One can look at the track record of both approaches, the scientific vs. the sophistic and ask yourself. Which approach has provided the most dividends?
Your post, "So, a radical increase in factor x proves instability, and a radical decrease in factor x proves instability. Given that any radical change in factor x proves instability, what would disprove instability?" is an excellent demonstration of the sophistic form of argumentation. It doesn't work because you haven't assigned a values to either "x", or "instability", or "radical decrease", "radical change in factor x", nor is it even clear that from one second to the next, your notion of what these values might be are even the same or comparable, other than being called "x".
Unfortunately, such an argument, if you can even call it that, has little bearing on the reality of CO2 driven climate change and what humanity needs to do to alter what is otherwise about to become a very nasty period in human history.
Sophism is no defense for bearing false witness, nor is it a defense for weak arguments.
The fact is that even if those few data points the deniers are pointing to were thrown out, it would would not alter the fundamental realization that the mean temperature of the earth is rising dramatically and that this is going to have significant impacts on humanity, most adverse.
The deniers can bear all the false witness they want, but the underlying reality of the correctness of the CO2 Theory of Anthropogenic Global Warming will remain true nonetheless.

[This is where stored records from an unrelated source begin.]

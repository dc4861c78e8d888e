//! Build job handlers: start, list, inspect, cancel, evict.

use axum::extract::{Path, State};
use axum::Json;
use tracing::{info, warn};
use uuid::Uuid;

use rpgen_core::{GraphStore, Validator};

use crate::controller::GenerationController;
use crate::error::ApiError;
use crate::jobs::{JobId, JobRecord};
use crate::schema::builds::{BuildListResponse, StartBuildRequest, StartBuildResponse};
use crate::state::AppState;

/// Starts a build in the background.
///
/// `POST /builds`
///
/// The graph is validated and checkpointed before the response is sent;
/// progress is then visible through `GET /builds/{id}`.
pub async fn start_build(
    State(state): State<AppState>,
    Json(req): Json<StartBuildRequest>,
) -> Result<Json<StartBuildResponse>, ApiError> {
    let violations = Validator::validate_snapshot(&req.graph);
    if !violations.is_empty() {
        return Err(ApiError::ValidationFailed(violations));
    }
    let config = req.config.unwrap_or_else(|| state.config.clone());
    config.validate()?;
    let graph = GraphStore::restore(req.graph)?;
    Validator::ensure_buildable(&graph)?;
    let name = req.name.unwrap_or_else(|| "build".to_string());

    let run = {
        let mut store = state.checkpoints.lock().await;
        let run = store.create_run(&name)?;
        store.save_snapshot(run, &graph.snapshot())?;
        run
    };
    let job = state.jobs.create(&name, graph.node_count());
    state.jobs.attach_run(job, run);

    let collaborators = &state.collaborators;
    let mut controller = GenerationController::new(
        collaborators.synthesizer.clone(),
        collaborators.verifier.clone(),
        config,
    )
    .with_job(state.jobs.clone(), job)
    .with_checkpoints(state.checkpoints.clone(), run);
    if let Some(similarity) = &collaborators.similarity {
        controller = controller.with_similarity(similarity.clone());
    }
    if let Some(check) = &collaborators.integration {
        controller = controller.with_integration(check.clone());
    }
    state.cancellations.insert(job, controller.cancel_handle());

    let cancellations = state.cancellations.clone();
    tokio::spawn(async move {
        match controller.build(graph).await {
            Ok(outcome) => info!(job = %job, outcome = ?outcome.report.outcome, "build job finished"),
            Err(err) => warn!(job = %job, error = %err, "build job failed"),
        }
        cancellations.remove(&job);
    });

    info!(job = %job, run = %run, "build job started");
    Ok(Json(StartBuildResponse {
        job_id: job,
        run_id: run,
    }))
}

/// Lists all build jobs, oldest first.
///
/// `GET /builds`
pub async fn list_builds(State(state): State<AppState>) -> Json<BuildListResponse> {
    Json(BuildListResponse {
        builds: state.jobs.list(),
    })
}

/// `GET /builds/{id}`
pub async fn get_build(
    State(state): State<AppState>,
    Path(id): Path<Uuid>,
) -> Result<Json<JobRecord>, ApiError> {
    let id = JobId(id);
    state
        .jobs
        .get(id)
        .map(Json)
        .ok_or_else(|| ApiError::NotFound(format!("build {id}")))
}

/// Cancels a running build.
///
/// `POST /builds/{id}/cancel`
pub async fn cancel_build(
    State(state): State<AppState>,
    Path(id): Path<Uuid>,
) -> Result<Json<serde_json::Value>, ApiError> {
    let id = JobId(id);
    if let Some(handle) = state.cancellations.get(&id) {
        handle.cancel();
        info!(job = %id, "build cancellation requested");
        return Ok(Json(serde_json::json!({ "success": true, "job_id": id })));
    }
    match state.jobs.get(id) {
        Some(_) => Err(ApiError::Conflict(format!("build {id} has already finished"))),
        None => Err(ApiError::NotFound(format!("build {id}"))),
    }
}

/// Evicts a finished build from the registry.
///
/// `DELETE /builds/{id}`
pub async fn delete_build(
    State(state): State<AppState>,
    Path(id): Path<Uuid>,
) -> Result<Json<serde_json::Value>, ApiError> {
    let id = JobId(id);
    state.jobs.evict(id)?;
    Ok(Json(serde_json::json!({ "success": true })))
}
//! SQLite implementation of [`CheckpointStore`].
//!
//! [`SqliteStore`] keeps one row per run, node and edge, with WAL mode,
//! atomic transactions on every multi-row write, and automatic schema
//! migrations. Node metadata is stored as a JSON TEXT column.

use std::collections::BTreeMap;

use rusqlite::{params, Connection, OptionalExtension};

use rpgen_core::{Edge, EdgeKind, GraphSnapshot, Node, NodeId, NodeKind, NodeMetadata, NodeStatus};

use crate::error::StorageError;
use crate::hash::structure_digest;
use crate::traits::CheckpointStore;
use crate::types::{RunId, RunSummary};

pub struct SqliteStore {
    conn: Connection,
}

impl SqliteStore {
    /// Opens (or creates) a SQLite database at `path`.
    pub fn new(path: &str) -> Result<Self, StorageError> {
        let conn = crate::schema::open_database(path)?;
        Ok(SqliteStore { conn })
    }

    /// Opens an in-memory SQLite database (for testing).
    pub fn in_memory() -> Result<Self, StorageError> {
        let conn = crate::schema::open_in_memory()?;
        Ok(SqliteStore { conn })
    }

    fn assert_run_exists(conn: &Connection, run: RunId) -> Result<(), StorageError> {
        let exists: bool = conn.query_row(
            "SELECT EXISTS(SELECT 1 FROM runs WHERE id = ?1)",
            params![run.0],
            |row| row.get(0),
        )?;
        if !exists {
            return Err(StorageError::RunNotFound(run.0));
        }
        Ok(())
    }

    /// Reads the stored graph without checking its digest.
    fn read_snapshot(conn: &Connection, run: RunId) -> Result<GraphSnapshot, StorageError> {
        let (version, metadata_json): (u32, String) = conn
            .query_row(
                "SELECT version, metadata_json FROM runs WHERE id = ?1",
                params![run.0],
                |row| Ok((row.get(0)?, row.get(1)?)),
            )
            .optional()?
            .ok_or(StorageError::RunNotFound(run.0))?;
        let metadata: BTreeMap<String, serde_json::Value> = serde_json::from_str(&metadata_json)?;

        let nodes = {
            let mut stmt = conn.prepare_cached(
                "SELECT node_id, kind, name, status, metadata_json FROM nodes
                 WHERE run_id = ?1 ORDER BY seq",
            )?;
            let rows = stmt.query_map(params![run.0], |row| {
                Ok((
                    row.get::<_, String>(0)?,
                    row.get::<_, String>(1)?,
                    row.get::<_, String>(2)?,
                    row.get::<_, String>(3)?,
                    row.get::<_, String>(4)?,
                ))
            })?;
            let mut result = Vec::new();
            for row in rows {
                let (id, kind, name, status, metadata_json) = row?;
                let metadata: NodeMetadata = serde_json::from_str(&metadata_json)?;
                result.push(Node {
                    id: NodeId(id),
                    kind: parse_column::<NodeKind>(&kind)?,
                    name,
                    metadata,
                    status: parse_column::<NodeStatus>(&status)?,
                });
            }
            result
        };

        let edges = {
            let mut stmt = conn.prepare_cached(
                "SELECT source, target, kind, data_id, note FROM edges
                 WHERE run_id = ?1 ORDER BY seq",
            )?;
            let rows = stmt.query_map(params![run.0], |row| {
                Ok((
                    row.get::<_, String>(0)?,
                    row.get::<_, String>(1)?,
                    row.get::<_, String>(2)?,
                    row.get::<_, Option<String>>(3)?,
                    row.get::<_, Option<String>>(4)?,
                ))
            })?;
            let mut result = Vec::new();
            for row in rows {
                let (source, target, kind, data_id, note) = row?;
                result.push(Edge {
                    source: NodeId(source),
                    target: NodeId(target),
                    kind: parse_column::<EdgeKind>(&kind)?,
                    data_id,
                    note,
                });
            }
            result
        };

        Ok(GraphSnapshot {
            version,
            metadata,
            nodes,
            edges,
        })
    }

    fn refresh_digest(conn: &Connection, run: RunId) -> Result<(), StorageError> {
        let snapshot = Self::read_snapshot(conn, run)?;
        conn.execute(
            "UPDATE runs SET digest = ?2, updated_at = datetime('now') WHERE id = ?1",
            params![run.0, structure_digest(&snapshot).to_hex().to_string()],
        )?;
        Ok(())
    }

    fn node_missing(&self, run: RunId, node: &NodeId) -> StorageError {
        match Self::assert_run_exists(&self.conn, run) {
            Ok(()) => StorageError::NodeNotFound {
                run: run.0,
                node: node.to_string(),
            },
            Err(e) => e,
        }
    }
}

fn parse_column<T>(value: &str) -> Result<T, StorageError>
where
    T: std::str::FromStr<Err = String>,
{
    value
        .parse()
        .map_err(|reason| StorageError::ReconstructionError { reason })
}

impl CheckpointStore for SqliteStore {
    fn create_run(&mut self, name: &str) -> Result<RunId, StorageError> {
        let empty = GraphSnapshot {
            version: rpgen_core::SNAPSHOT_VERSION,
            metadata: BTreeMap::new(),
            nodes: Vec::new(),
            edges: Vec::new(),
        };
        self.conn.execute(
            "INSERT INTO runs (name, digest) VALUES (?1, ?2)",
            params![name, structure_digest(&empty).to_hex().to_string()],
        )?;
        Ok(RunId(self.conn.last_insert_rowid()))
    }

    fn list_runs(&self) -> Result<Vec<RunSummary>, StorageError> {
        let mut stmt = self.conn.prepare_cached(
            "SELECT r.id, r.name, r.digest,
                    (SELECT COUNT(*) FROM nodes n WHERE n.run_id = r.id)
             FROM runs r ORDER BY r.id",
        )?;
        let rows = stmt.query_map([], |row| {
            Ok(RunSummary {
                id: RunId(row.get(0)?),
                name: row.get(1)?,
                digest: row.get(2)?,
                node_count: row.get::<_, i64>(3)? as usize,
            })
        })?;
        let mut runs = Vec::new();
        for row in rows {
            runs.push(row?);
        }
        Ok(runs)
    }

    fn delete_run(&mut self, run: RunId) -> Result<(), StorageError> {
        let tx = self.conn.transaction()?;
        Self::assert_run_exists(&tx, run)?;
        // Edges reference nodes, so they go first.
        tx.execute("DELETE FROM edges WHERE run_id = ?1", params![run.0])?;
        tx.execute("DELETE FROM nodes WHERE run_id = ?1", params![run.0])?;
        tx.execute("DELETE FROM runs WHERE id = ?1", params![run.0])?;
        tx.commit()?;
        Ok(())
    }

    fn save_snapshot(&mut self, run: RunId, snapshot: &GraphSnapshot) -> Result<(), StorageError> {
        let tx = self.conn.transaction()?;
        Self::assert_run_exists(&tx, run)?;

        tx.execute("DELETE FROM edges WHERE run_id = ?1", params![run.0])?;
        tx.execute("DELETE FROM nodes WHERE run_id = ?1", params![run.0])?;
        tx.execute(
            "UPDATE runs SET version = ?2, metadata_json = ?3, digest = ?4,
                             updated_at = datetime('now')
             WHERE id = ?1",
            params![
                run.0,
                snapshot.version,
                serde_json::to_string(&snapshot.metadata)?,
                structure_digest(snapshot).to_hex().to_string(),
            ],
        )?;

        {
            let mut stmt = tx.prepare_cached(
                "INSERT INTO nodes (run_id, seq, node_id, kind, name, status, metadata_json)
                 VALUES (?1, ?2, ?3, ?4, ?5, ?6, ?7)",
            )?;
            for (seq, node) in snapshot.nodes.iter().enumerate() {
                stmt.execute(params![
                    run.0,
                    seq as i64,
                    node.id.as_str(),
                    node.kind.as_str(),
                    node.name,
                    node.status.as_str(),
                    serde_json::to_string(&node.metadata)?,
                ])?;
            }
        }
        {
            let mut stmt = tx.prepare_cached(
                "INSERT OR IGNORE INTO edges (run_id, seq, source, target, kind, data_id, note)
                 VALUES (?1, ?2, ?3, ?4, ?5, ?6, ?7)",
            )?;
            for (seq, edge) in snapshot.edges.iter().enumerate() {
                stmt.execute(params![
                    run.0,
                    seq as i64,
                    edge.source.as_str(),
                    edge.target.as_str(),
                    edge.kind.as_str(),
                    edge.data_id,
                    edge.note,
                ])?;
            }
        }

        tx.commit()?;
        Ok(())
    }

    fn load_snapshot(&self, run: RunId) -> Result<GraphSnapshot, StorageError> {
        let snapshot = Self::read_snapshot(&self.conn, run)?;
        let recorded: String = self.conn.query_row(
            "SELECT digest FROM runs WHERE id = ?1",
            params![run.0],
            |row| row.get(0),
        )?;
        let actual = structure_digest(&snapshot).to_hex().to_string();
        if actual != recorded {
            return Err(StorageError::IntegrityError {
                reason: format!("run {run}: digest {actual} does not match {recorded}"),
            });
        }
        Ok(snapshot)
    }

    fn update_status(
        &mut self,
        run: RunId,
        node: &NodeId,
        status: NodeStatus,
    ) -> Result<(), StorageError> {
        let changed = self.conn.execute(
            "UPDATE nodes SET status = ?3 WHERE run_id = ?1 AND node_id = ?2",
            params![run.0, node.as_str(), status.as_str()],
        )?;
        if changed == 0 {
            return Err(self.node_missing(run, node));
        }
        Ok(())
    }

    fn update_node(&mut self, run: RunId, node: &Node) -> Result<(), StorageError> {
        let changed = self.conn.execute(
            "UPDATE nodes SET status = ?3, metadata_json = ?4
             WHERE run_id = ?1 AND node_id = ?2",
            params![
                run.0,
                node.id.as_str(),
                node.status.as_str(),
                serde_json::to_string(&node.metadata)?,
            ],
        )?;
        if changed == 0 {
            return Err(self.node_missing(run, &node.id));
        }
        Ok(())
    }

    fn get_status(&self, run: RunId, node: &NodeId) -> Result<NodeStatus, StorageError> {
        let status: Option<String> = self
            .conn
            .query_row(
                "SELECT status FROM nodes WHERE run_id = ?1 AND node_id = ?2",
                params![run.0, node.as_str()],
                |row| row.get(0),
            )
            .optional()?;
        match status {
            Some(status) => parse_column(&status),
            None => Err(self.node_missing(run, node)),
        }
    }

    fn insert_edge(&mut self, run: RunId, edge: &Edge) -> Result<(), StorageError> {
        let tx = self.conn.transaction()?;
        Self::assert_run_exists(&tx, run)?;
        for endpoint in [&edge.source, &edge.target] {
            let exists: bool = tx.query_row(
                "SELECT EXISTS(SELECT 1 FROM nodes WHERE run_id = ?1 AND node_id = ?2)",
                params![run.0, endpoint.as_str()],
                |row| row.get(0),
            )?;
            if !exists {
                return Err(StorageError::NodeNotFound {
                    run: run.0,
                    node: endpoint.to_string(),
                });
            }
        }
        let inserted = tx.execute(
            "INSERT OR IGNORE INTO edges (run_id, seq, source, target, kind, data_id, note)
             VALUES (?1, (SELECT COALESCE(MAX(seq) + 1, 0) FROM edges WHERE run_id = ?1),
                     ?2, ?3, ?4, ?5, ?6)",
            params![
                run.0,
                edge.source.as_str(),
                edge.target.as_str(),
                edge.kind.as_str(),
                edge.data_id,
                edge.note,
            ],
        )?;
        if inserted > 0 {
            Self::refresh_digest(&tx, run)?;
        }
        tx.commit()?;
        Ok(())
    }
}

So why are we trying to implement policies to combat that change?
First let us clear up an inaccuraciy in your post. Not of of N. America was under an ice sheet and such ice sheets were relatively speaking a relatively brief event, when considering the entire span of geologic time.
The reason that we should be seriously, I would say extremely concerned is the RATE at which the change (GLOBAL MEAN TEMPERATURE RISE) is occurring and its cause.
First, I find the evidence that CO2 is the driving force for current climate change simply overwhelming, especially when you consider that there is no credible evidence yet presented that could suggest that there is an alternative driving mechanism. It certainly is not changes in solar radiative output, even when taking into account known cyclical aspects of solar radiative output.
Second, it is clear that anthropomorphic production of CO2 greatly exceeds that produced by geological activity (volcanoes, guysers, fumaroles, etc) and this production has greatly accelerated since the onset of the Industrial Revolution.
Now, look at the rates. The rapidity at which the change in global mean temperatures that is presently changing at least 20 times faster than seen at ANY time in the past. 20 times is the most conservative possible estimate of rate, it may actually be closer to 2 orders of magnitude.
If you know anything at all about biology and the concept of physiological tolerances then you should be extremely concerned about the magnitude of the rate change. Most species are likely to be driven to extinction rather than survive such changes once they encompass too much change too quickly. Of most obvious concern are the loss of those species upon which human economies and food sources depend. There is increasing evidence, for example, that in conjunction with overfishing and dam construction, warming sea temperatures have begun to dramatically impact salmon populations on the West coast, which could end this multibillion dollar industry within a few decades.
In some cases species can migrate to mitigate some of the effects, but this too has significant costly consequences for humanity. The northward migration of pine bark beetles in North America and the poleward spread of otherwise tropical diseases such as malaria and numerous mosquito borne viruses are good examples. Other changes such as increases in ocean acidification may be much more subtle, but likely to produce dramatic irreparable change with profound consequences to oceanic ecosystems.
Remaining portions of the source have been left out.